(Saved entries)
· · · ·

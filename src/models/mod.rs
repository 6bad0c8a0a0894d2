//! Data structures for the tournament engine: events, matches, rankings.

mod error;
mod event;
mod knockout;
mod leaderboard;
mod round_robin;

pub use error::{EngineError, ErrorKind};
pub use event::{EventId, EventRef, EventStatus, Format, TeamId, TeamRef, UserId};
pub use knockout::{KnockoutMatch, KnockoutMatchView, KnockoutStatus};
pub use leaderboard::{
    LeaderboardRankRow, LeaderboardRound, LeaderboardRoundScore, LeaderboardRoundsView,
    LeaderboardScoreEntry, TeamPoints,
};
pub use round_robin::{
    MatchId, RankingRow, RoundRobinMatch, RoundRobinMatchView, RoundRobinSettings,
    RoundRobinStatus,
};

· · · ·

### Your instructions
Show all lines in the records above that hold "knockout".

### Response to the task
mod knockout;
pub use knockout::{KnockoutMatch, KnockoutMatchView, KnockoutStatus};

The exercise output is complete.